Now people are going to say that there is fair pharmacare to help them, but to qualify you need to spend between $2,000 to $10,000 on your meds before that kicks in. How do we spend that when we are having to choose between meds or food?

Don’t even get me started on the lack of medical care. All these clinics the province is opening is ridiculous. First you have to find one that is not “at capacity” and then, when you do, the waiting time is usually about three to four hours long. Seniors can’t sit there that long.

I think it is about time for the government to step up and help.

It burns my butt that drug addicts get free housing, are fed and now get free drugs. How is that helpful in getting them drug free? It’s not. As a senior I just want to sit down and cry.

Colleen White

There is true bliss just 50 miles up

Writing of ”slipping the surly bonds of earth,” Robert Service may not have seen in his mind’s eye that people would actually do that.

With Jeff Bezos and Richard Branson lifting themselves and others to “swing in the sunlit silence,” it is a wonder why anyone would want to return from the bliss and pure joy of seeing your blue-green home from aloft.

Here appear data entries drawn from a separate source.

// Copyright (c) 2026 100monkeys.ai
// SPDX-License-Identifier: AGPL-3.0

//! Fix memory commands
//!
//! Commands: record, list, similar

use anyhow::{Context, Result};
use clap::Subcommand;
use colored::Colorize;
use std::path::PathBuf;

use aegis_diagnostics::{classify, ErrorCategory, ErrorSignature, FixMemoryEntry};

use crate::embedded::EmbeddedEngine;

#[derive(Subcommand)]
pub enum FixCommand {
    /// Analyze an error and record the fix that resolved it
    Record {
        /// Error message
        #[arg(short, long)]
        message: String,

        /// Error code
        #[arg(long)]
        code: Option<String>,

        /// Description of the fix that was applied
        #[arg(long, value_name = "TEXT")]
        fix: String,

        /// The fix was not confirmed to work (not stored in fix memory)
        #[arg(long)]
        unverified: bool,
    },

    /// List fix memory entries
    List {
        /// Only show entries of this category
        #[arg(long)]
        category: Option<ErrorCategory>,
    },

    /// Show fixes recorded for similar errors
    Similar {
        /// Error message
        #[arg(short, long)]
        message: String,

        /// Error code
        #[arg(long)]
        code: Option<String>,
    },
}

pub async fn handle_command(
    command: FixCommand,
    config_path: Option<PathBuf>,
    workspace: PathBuf,
) -> Result<()> {
    let engine = EmbeddedEngine::new(config_path, workspace)?;

    match command {
        FixCommand::Record {
            message,
            code,
            fix,
            unverified,
        } => record(&engine, message, code, fix, !unverified).await,
        FixCommand::List { category } => list(&engine, category).await,
        FixCommand::Similar { message, code } => similar(&engine, message, code).await,
    }
}

async fn record(
    engine: &EmbeddedEngine,
    message: String,
    code: Option<String>,
    fix: String,
    verified: bool,
) -> Result<()> {
    let error = super::observation(message, code, None);
    let service = engine.analysis();

    let mut analysis = service.analyze(&engine.workspace, error).await;
    let recorded = service
        .resolve(&engine.workspace, &mut analysis, fix, verified)
        .await
        .context("Failed to record fix")?;

    println!("Analysis: {} [{}]", analysis.id, analysis.category);
    println!("Signature: {}", analysis.signature);
    if recorded {
        println!(
            "{}",
            format!("✓ Fix recorded in {}", engine.fix_memory_path().display()).green()
        );
    } else {
        println!(
            "{}",
            "⚠ Resolution is unverified; fix memory unchanged".yellow()
        );
    }

    Ok(())
}

async fn list(engine: &EmbeddedEngine, category: Option<ErrorCategory>) -> Result<()> {
    let mut entries = engine
        .fix_memory()
        .entries()
        .await
        .context("Failed to load fix memory")?;
    if let Some(category) = category {
        entries.retain(|e| e.category == category);
    }

    if entries.is_empty() {
        println!("{}", "No fixes recorded.".dimmed());
        return Ok(());
    }

    println!(
        "{}",
        format!("{} fix(es) in {}", entries.len(), engine.fix_memory_path().display()).bold()
    );
    for entry in entries.iter().rev() {
        print_entry(entry);
    }

    Ok(())
}

async fn similar(engine: &EmbeddedEngine, message: String, code: Option<String>) -> Result<()> {
    let error = super::observation(message, code, None);
    let category = classify(&error);
    let signature = ErrorSignature::from_observation(&error);

    let matches = engine
        .fix_memory()
        .find_similar(&signature, category)
        .await
        .context("Failed to search fix memory")?;

    println!("Signature: {}", signature);
    println!("Category: {}", category);
    println!();

    if matches.is_empty() {
        println!("{}", "No similar errors found.".dimmed());
        return Ok(());
    }

    for entry in &matches {
        print_entry(entry);
    }

    Ok(())
}

fn print_entry(entry: &FixMemoryEntry) {
    let status = if entry.verified {
        "verified".green()
    } else {
        "unverified".yellow()
    };
    println!(
        "  {} {} [{}] {}",
        entry.timestamp.format("%Y-%m-%d %H:%M"),
        entry.id.to_string().dimmed(),
        entry.category,
        status
    );
    println!("    Signature: {}", entry.signature);
    println!("    Fix: {}", entry.fix_applied);
}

Yet reality of chaos, mayhem and grief with which one must contend, raises the question, why can’t we achieve on Earth as it is from 50 miles up?

Steve Hoffman

Faith in humanity revived by Peter and Karen

In these trying and troubled times, we experienced an event of extreme kindness that restored our faith in humanity on Saturday.

After biking from James Bay to Oak Bay Marina, we got a flat tire on one of our bikes while in the parking lot. Peter and Karen instantly got out of their car and offered to help.

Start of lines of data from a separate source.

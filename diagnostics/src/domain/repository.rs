// Copyright (c) 2026 100monkeys.ai
// SPDX-License-Identifier: AGPL-3.0

//! Repository interfaces for the diagnostics bounded context
//! Defines the contracts for fix memory and reflexion storage

use async_trait::async_trait;
use thiserror::Error;

use super::fix::FixMemoryEntry;
use super::reflection::{ActorSummary, EpisodeId, EpisodicRecord, Reflection, ReflectionId, ReflexionStats};

#[derive(Debug, Error)]
pub enum RepositoryError {
    #[error("Entity not found: {0}")]
    NotFound(String),

    #[error("I/O error: {0}")]
    Io(String),

    #[error("Serialization error: {0}")]
    Serialization(String),

    #[error("Unknown error: {0}")]
    Unknown(String),
}

impl From<std::io::Error> for RepositoryError {
    fn from(err: std::io::Error) -> Self {
        match err.kind() {
            std::io::ErrorKind::NotFound => RepositoryError::NotFound(err.to_string()),
            _ => RepositoryError::Io(err.to_string()),
        }
    }
}

impl From<serde_json::Error> for RepositoryError {
    fn from(err: serde_json::Error) -> Self {
        RepositoryError::Serialization(err.to_string())
    }
}

/// Whole-collection store for one workspace's fix memory.
///
/// `load` on a store that was never written returns an empty list.
#[async_trait]
pub trait FixStore: Send + Sync {
    async fn load(&self) -> Result<Vec<FixMemoryEntry>, RepositoryError>;

    async fn save(&self, entries: &[FixMemoryEntry]) -> Result<(), RepositoryError>;
}

/// Repository for episodic records and reflections
#[async_trait]
pub trait ReflectionRepository: Send + Sync {
    async fn create_episodic_record(&self, record: &EpisodicRecord) -> Result<EpisodeId, RepositoryError>;

    async fn create_reflection(&self, reflection: &Reflection) -> Result<ReflectionId, RepositoryError>;

    /// Up to `limit` reflections ranked by relevance to the task
    async fn find_relevant_reflections(
        &self,
        task_type: &str,
        keywords: &[String],
        limit: usize,
    ) -> Result<Vec<Reflection>, RepositoryError>;

    /// Count one outcome against the reflection and return the updated record
    async fn update_reflection_effectiveness(
        &self,
        id: ReflectionId,
        helped: bool,
    ) -> Result<Reflection, RepositoryError>;

    async fn find_reflection(&self, id: ReflectionId) -> Result<Option<Reflection>, RepositoryError>;

    /// Get all reflections (for retention passes)
    async fn all_reflections(&self) -> Result<Vec<Reflection>, RepositoryError>;

    async fn delete_reflection(&self, id: ReflectionId) -> Result<(), RepositoryError>;

    async fn stats(&self) -> Result<ReflexionStats, RepositoryError>;

    async fn actor_summary(&self, actor: &str) -> Result<ActorSummary, RepositoryError>;
}

#[cfg(test)]
mod tests {
    use super::*;

    #[test]
    fn test_io_not_found_maps_to_not_found() {
        let err: RepositoryError = std::io::Error::new(std::io::ErrorKind::NotFound, "gone").into();
        assert!(matches!(err, RepositoryError::NotFound(_)));

        let err: RepositoryError = std::io::Error::other("disk on fire").into();
        assert!(matches!(err, RepositoryError::Io(_)));
    }

    #[test]
    fn test_serde_error_maps_to_serialization() {
        let parse = serde_json::from_str::<Vec<FixMemoryEntry>>("{not json").unwrap_err();
        let err: RepositoryError = parse.into();
        assert!(err.to_string().starts_with("Serialization error"));
    }
}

Discovering that we needed a new tube, they offered to drive and pick one up, (they picked up two for us), returned and then installed the tube, and then declined our offer to pay saying they were just paying it forward.

Thank you Peter and Karen, your kindness touched our hearts deeply and inspires us to help others as you helped us.

John Woodruffe
James Bay

Information needed on our safety

Minister Adrian Dix and Dr. Bonnie Henry, where did you go?

Clarity and guidance are sorely needed as our full vaccination rates do not seem adequate protection in the face of new variant threats.

Where are we exactly with vaccination rates? How safe are we in British Columbia with so much cross-border opening?

Please don’t leave us to find information from the B.C. Centre for Disease Control online. Not everyone has that option and we cannot ask questions.

Connie Bortnick

Putting people first? Ask the medical orphans

At about 9:30 a.m., two medical clinics on the Saanich Peninsula were at capacity and the third one was closed. The only place left for us “medical orphans” is the Saanich Peninsula Hospital emergency ward.

About 18 per cent, or 900,000 people in B.C., have no access to primary health care. At the same time, our tax dollars are made available for industry, in the form of tax breaks, subsidies, loan guarantees and grants.

People without a family doctor are a symptom of a failure on the part of government to put people first.